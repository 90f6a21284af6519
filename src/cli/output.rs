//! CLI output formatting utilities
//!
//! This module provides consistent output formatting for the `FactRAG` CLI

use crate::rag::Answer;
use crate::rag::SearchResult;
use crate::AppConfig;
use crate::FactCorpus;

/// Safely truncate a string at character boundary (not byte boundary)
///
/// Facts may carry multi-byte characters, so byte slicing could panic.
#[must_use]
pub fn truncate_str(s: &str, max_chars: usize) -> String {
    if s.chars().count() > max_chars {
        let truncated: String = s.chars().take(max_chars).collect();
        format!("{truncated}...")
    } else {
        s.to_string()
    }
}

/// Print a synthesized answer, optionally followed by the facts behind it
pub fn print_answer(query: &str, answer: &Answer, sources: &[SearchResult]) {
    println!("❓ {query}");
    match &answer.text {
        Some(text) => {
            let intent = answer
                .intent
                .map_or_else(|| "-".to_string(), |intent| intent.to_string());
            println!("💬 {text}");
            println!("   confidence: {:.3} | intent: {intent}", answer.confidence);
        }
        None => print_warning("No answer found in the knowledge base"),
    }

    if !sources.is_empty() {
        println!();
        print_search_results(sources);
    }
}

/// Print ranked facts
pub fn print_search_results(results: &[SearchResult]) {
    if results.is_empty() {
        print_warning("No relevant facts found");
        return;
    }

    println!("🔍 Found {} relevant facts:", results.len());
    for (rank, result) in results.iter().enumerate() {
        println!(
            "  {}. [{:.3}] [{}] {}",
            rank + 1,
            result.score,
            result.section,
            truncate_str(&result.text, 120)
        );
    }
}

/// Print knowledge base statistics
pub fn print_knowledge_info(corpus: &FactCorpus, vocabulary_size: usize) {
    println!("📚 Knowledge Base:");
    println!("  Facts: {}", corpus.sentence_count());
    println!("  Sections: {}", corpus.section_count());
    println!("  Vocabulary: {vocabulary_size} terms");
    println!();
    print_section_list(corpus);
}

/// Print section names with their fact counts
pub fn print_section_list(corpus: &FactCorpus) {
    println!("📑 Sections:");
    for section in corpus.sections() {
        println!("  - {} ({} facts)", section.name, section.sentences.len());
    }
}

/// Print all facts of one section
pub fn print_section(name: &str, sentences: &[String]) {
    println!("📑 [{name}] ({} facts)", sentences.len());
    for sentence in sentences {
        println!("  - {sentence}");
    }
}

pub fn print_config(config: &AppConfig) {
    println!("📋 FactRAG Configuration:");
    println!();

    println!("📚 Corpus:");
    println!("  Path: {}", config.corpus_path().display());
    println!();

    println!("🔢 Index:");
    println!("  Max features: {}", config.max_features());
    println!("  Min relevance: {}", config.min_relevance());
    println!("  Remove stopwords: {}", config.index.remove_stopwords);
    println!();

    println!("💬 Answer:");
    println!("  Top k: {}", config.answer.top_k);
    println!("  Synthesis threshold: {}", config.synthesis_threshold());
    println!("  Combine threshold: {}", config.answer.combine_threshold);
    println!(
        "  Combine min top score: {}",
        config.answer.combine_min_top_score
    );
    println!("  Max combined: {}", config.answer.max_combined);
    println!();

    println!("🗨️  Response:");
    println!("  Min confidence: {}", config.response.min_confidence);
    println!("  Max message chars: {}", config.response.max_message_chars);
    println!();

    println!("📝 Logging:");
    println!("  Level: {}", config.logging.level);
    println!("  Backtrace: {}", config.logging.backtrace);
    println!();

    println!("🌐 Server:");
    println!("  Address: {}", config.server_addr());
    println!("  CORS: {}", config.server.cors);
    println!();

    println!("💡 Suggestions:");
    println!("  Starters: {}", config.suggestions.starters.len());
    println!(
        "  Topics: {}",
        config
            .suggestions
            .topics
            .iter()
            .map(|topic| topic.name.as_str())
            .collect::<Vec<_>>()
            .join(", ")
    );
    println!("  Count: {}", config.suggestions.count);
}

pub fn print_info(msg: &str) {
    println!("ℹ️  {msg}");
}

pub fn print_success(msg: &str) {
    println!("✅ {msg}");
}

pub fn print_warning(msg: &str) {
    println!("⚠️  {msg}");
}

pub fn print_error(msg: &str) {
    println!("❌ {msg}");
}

--

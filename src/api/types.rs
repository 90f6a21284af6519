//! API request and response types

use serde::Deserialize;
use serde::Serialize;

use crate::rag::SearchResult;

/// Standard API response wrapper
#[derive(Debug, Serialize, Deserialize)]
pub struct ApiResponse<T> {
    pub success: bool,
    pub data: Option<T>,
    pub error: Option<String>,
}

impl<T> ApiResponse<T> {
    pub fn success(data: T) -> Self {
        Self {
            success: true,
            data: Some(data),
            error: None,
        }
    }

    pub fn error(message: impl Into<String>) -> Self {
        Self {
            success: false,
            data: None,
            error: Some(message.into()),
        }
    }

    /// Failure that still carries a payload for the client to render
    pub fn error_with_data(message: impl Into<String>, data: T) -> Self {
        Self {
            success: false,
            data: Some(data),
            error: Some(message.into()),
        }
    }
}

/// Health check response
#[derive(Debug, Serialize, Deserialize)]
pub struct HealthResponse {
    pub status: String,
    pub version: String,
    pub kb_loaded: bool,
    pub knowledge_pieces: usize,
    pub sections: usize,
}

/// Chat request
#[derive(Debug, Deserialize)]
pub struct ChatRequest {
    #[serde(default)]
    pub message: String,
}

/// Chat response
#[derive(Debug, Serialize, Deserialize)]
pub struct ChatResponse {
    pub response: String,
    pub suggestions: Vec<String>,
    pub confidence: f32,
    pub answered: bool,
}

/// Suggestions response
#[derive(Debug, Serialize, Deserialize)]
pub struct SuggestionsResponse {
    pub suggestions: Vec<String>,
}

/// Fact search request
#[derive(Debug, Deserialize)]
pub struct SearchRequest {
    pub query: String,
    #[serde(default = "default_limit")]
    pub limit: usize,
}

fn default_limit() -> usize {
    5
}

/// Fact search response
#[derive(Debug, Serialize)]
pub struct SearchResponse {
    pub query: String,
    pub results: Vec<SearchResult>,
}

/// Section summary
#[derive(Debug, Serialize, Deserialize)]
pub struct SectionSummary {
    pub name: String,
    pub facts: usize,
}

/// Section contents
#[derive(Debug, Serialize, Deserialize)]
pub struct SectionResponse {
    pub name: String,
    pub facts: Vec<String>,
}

■ Problem to solve ■
Copy out, from the listing above, every line that contains the string "data".

■ Answer below ■
    pub data: Option<T>,
    pub fn success(data: T) -> Self {
            data: Some(data),
            data: None,
    pub fn error_with_data(message: impl Into<String>, data: T) -> Self {
            data: Some(data),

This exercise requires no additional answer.